Set down every record below exactly as it stands.

RECORDS SUPPLIED: Begin

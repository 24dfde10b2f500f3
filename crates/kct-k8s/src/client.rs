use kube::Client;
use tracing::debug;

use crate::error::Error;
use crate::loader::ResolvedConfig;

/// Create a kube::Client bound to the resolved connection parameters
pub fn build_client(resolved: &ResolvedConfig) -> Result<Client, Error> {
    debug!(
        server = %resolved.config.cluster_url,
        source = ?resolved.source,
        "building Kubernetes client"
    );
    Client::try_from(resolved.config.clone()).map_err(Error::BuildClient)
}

RECORDS SUPPLIED: End

§ WRITTEN RESPONSE:
repository 24dfde10b2f500f3
filename crates/kct-k8s/src/client.rs
use kube::Client;
use tracing::debug;

use crate::error::Error;
use crate::loader::ResolvedConfig;

/// Create a kube::Client bound to the resolved connection parameters
pub fn build_client(resolved: &ResolvedConfig) -> Result<Client, Error> {
    debug!(
        server = %resolved.config.cluster_url,
        source = ?resolved.source,
        "building Kubernetes client"
    );
    Client::try_from(resolved.config.clone()).map_err(Error::BuildClient)
}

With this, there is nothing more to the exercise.